----- Dataset content -----
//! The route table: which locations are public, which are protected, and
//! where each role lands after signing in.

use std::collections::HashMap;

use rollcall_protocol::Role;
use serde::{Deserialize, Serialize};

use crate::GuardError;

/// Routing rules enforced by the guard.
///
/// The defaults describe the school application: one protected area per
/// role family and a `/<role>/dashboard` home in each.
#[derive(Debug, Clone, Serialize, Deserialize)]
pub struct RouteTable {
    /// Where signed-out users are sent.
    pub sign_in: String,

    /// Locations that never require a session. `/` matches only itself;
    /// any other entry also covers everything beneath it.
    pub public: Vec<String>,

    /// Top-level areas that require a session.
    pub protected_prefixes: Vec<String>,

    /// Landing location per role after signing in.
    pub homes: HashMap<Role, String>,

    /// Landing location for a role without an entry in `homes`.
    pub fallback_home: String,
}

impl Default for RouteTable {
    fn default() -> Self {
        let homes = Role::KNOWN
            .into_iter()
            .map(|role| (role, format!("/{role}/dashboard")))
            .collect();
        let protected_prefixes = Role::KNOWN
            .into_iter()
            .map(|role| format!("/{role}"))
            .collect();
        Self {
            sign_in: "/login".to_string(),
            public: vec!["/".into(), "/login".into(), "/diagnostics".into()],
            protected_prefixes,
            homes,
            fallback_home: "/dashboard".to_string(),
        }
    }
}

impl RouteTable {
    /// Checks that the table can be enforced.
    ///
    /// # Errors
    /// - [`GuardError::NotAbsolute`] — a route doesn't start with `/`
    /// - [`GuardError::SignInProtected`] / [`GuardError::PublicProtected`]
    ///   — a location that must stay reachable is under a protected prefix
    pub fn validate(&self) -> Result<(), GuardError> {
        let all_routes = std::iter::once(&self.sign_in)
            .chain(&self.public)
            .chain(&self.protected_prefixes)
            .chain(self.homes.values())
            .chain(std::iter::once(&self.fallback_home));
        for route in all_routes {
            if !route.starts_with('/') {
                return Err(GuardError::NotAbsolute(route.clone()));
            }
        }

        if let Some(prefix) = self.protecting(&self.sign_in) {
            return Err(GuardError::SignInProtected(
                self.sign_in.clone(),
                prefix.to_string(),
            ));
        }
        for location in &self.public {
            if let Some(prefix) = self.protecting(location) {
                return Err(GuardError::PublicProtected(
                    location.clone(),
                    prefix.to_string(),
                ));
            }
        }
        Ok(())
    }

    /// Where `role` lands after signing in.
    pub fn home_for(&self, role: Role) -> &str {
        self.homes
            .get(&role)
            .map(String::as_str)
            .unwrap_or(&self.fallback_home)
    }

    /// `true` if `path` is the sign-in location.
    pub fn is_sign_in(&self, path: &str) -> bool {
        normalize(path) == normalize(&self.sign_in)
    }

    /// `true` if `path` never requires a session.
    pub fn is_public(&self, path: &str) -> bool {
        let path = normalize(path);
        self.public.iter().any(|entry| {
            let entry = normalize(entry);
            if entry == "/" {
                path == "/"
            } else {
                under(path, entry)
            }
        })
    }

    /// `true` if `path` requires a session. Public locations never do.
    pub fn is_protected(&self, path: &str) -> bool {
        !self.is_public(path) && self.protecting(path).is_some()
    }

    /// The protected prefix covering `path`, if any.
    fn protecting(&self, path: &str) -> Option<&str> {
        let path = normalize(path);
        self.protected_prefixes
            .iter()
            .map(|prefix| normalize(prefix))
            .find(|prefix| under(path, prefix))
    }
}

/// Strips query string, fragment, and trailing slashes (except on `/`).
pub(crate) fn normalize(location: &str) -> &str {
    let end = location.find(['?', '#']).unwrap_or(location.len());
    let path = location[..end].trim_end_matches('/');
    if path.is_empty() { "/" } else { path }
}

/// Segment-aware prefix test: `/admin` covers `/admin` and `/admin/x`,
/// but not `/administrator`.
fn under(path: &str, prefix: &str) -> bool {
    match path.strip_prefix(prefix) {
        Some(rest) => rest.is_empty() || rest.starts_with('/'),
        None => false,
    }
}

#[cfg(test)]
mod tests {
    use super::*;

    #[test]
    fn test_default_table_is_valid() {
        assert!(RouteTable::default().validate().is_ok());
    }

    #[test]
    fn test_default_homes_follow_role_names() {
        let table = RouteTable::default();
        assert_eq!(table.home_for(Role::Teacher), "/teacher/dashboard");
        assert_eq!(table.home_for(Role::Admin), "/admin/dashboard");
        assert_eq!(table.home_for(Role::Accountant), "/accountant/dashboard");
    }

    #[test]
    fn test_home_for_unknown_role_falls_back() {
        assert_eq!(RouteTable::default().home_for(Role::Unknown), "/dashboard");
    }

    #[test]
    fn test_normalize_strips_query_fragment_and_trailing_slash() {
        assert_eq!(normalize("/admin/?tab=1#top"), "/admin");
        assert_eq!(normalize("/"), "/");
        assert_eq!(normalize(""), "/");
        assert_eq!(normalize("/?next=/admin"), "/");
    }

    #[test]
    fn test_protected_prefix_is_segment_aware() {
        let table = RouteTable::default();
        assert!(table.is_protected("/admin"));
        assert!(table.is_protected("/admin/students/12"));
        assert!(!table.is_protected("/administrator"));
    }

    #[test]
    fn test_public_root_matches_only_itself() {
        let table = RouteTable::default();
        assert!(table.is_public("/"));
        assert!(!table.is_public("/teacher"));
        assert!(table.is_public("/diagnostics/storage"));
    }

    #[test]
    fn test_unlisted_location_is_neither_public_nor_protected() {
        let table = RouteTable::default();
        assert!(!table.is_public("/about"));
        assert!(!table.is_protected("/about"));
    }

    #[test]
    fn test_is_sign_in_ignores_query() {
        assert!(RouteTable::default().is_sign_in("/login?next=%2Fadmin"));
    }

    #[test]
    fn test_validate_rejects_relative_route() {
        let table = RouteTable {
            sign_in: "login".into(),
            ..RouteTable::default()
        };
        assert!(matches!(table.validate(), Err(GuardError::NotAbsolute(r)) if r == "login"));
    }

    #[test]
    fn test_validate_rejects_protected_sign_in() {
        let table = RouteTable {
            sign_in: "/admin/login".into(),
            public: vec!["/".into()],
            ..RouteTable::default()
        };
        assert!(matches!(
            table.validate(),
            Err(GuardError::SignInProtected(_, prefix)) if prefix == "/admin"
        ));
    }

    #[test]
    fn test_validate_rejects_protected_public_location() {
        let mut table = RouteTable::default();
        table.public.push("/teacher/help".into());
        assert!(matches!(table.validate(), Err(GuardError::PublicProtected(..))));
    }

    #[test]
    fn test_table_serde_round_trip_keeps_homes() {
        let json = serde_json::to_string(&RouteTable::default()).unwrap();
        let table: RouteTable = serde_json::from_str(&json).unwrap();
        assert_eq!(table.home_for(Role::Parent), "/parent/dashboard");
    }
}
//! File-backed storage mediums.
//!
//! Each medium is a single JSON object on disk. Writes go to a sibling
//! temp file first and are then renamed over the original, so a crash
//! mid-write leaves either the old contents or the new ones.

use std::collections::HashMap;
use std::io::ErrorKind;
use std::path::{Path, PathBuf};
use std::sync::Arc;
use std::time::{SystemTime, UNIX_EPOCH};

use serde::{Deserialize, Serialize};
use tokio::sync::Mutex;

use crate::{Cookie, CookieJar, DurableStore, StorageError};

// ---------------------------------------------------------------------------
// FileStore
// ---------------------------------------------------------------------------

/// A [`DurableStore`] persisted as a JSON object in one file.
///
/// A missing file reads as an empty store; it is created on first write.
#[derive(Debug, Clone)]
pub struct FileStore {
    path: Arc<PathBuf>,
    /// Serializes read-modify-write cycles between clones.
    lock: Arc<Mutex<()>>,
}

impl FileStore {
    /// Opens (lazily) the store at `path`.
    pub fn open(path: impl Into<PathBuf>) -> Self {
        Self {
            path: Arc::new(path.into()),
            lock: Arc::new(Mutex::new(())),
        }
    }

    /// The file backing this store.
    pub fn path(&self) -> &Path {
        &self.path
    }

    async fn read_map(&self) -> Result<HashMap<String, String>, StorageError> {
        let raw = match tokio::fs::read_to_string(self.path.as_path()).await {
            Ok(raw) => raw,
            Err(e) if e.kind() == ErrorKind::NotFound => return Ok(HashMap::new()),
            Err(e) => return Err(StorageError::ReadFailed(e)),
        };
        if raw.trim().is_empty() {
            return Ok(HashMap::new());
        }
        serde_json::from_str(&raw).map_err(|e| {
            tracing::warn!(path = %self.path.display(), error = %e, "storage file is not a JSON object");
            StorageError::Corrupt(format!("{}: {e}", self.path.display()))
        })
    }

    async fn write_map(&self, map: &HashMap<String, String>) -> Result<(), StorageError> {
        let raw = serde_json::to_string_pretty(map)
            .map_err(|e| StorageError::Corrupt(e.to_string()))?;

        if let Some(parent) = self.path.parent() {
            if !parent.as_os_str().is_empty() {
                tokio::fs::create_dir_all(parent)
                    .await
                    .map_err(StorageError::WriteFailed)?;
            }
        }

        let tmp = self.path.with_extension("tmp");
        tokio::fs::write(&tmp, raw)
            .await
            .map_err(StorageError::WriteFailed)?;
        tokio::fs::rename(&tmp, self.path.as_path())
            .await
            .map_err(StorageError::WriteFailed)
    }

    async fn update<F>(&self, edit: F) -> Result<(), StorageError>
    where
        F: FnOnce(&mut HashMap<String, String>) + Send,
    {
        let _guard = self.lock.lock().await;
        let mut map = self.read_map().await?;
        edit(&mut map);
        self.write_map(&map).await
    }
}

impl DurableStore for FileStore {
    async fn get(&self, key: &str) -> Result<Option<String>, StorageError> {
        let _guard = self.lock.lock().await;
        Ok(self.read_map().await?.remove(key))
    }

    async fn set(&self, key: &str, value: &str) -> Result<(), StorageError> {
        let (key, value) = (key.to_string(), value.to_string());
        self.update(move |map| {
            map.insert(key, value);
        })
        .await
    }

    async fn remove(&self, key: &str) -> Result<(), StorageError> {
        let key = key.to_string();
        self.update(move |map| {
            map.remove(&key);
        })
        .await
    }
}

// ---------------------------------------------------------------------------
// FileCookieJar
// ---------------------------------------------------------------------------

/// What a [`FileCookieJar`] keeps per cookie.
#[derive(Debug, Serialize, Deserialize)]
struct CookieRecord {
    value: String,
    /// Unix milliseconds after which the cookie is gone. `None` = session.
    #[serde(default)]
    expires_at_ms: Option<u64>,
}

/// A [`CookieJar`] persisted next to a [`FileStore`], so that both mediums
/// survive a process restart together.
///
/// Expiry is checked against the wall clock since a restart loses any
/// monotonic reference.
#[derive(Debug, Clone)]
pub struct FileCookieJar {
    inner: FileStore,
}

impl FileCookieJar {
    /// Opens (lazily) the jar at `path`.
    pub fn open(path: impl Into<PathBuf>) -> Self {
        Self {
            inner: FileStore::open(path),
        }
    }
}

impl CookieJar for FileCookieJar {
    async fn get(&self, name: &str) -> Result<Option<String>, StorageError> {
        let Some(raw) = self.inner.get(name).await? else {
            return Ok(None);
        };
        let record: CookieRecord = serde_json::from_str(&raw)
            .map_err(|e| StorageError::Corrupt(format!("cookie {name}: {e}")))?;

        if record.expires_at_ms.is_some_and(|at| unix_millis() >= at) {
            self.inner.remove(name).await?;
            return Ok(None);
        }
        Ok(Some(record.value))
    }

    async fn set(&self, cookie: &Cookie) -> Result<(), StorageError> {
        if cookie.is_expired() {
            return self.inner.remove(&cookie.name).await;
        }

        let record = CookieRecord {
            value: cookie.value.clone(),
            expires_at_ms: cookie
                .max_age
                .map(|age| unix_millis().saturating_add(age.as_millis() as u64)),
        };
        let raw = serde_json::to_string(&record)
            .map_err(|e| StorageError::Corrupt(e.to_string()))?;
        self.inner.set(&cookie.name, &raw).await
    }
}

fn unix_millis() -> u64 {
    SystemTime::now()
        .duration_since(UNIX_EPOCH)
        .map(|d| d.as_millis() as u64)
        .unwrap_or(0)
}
-----
Everything above from the line containing "File-backed storage mediums." down to the line containing "use std::sync::Arc;" should be copied exactly, both end lines included, and nothing else.

//! File-backed storage mediums.
//!
//! Each medium is a single JSON object on disk. Writes go to a sibling
//! temp file first and are then renamed over the original, so a crash
//! mid-write leaves either the old contents or the new ones.

use std::collections::HashMap;
use std::io::ErrorKind;
use std::path::{Path, PathBuf};
use std::sync::Arc;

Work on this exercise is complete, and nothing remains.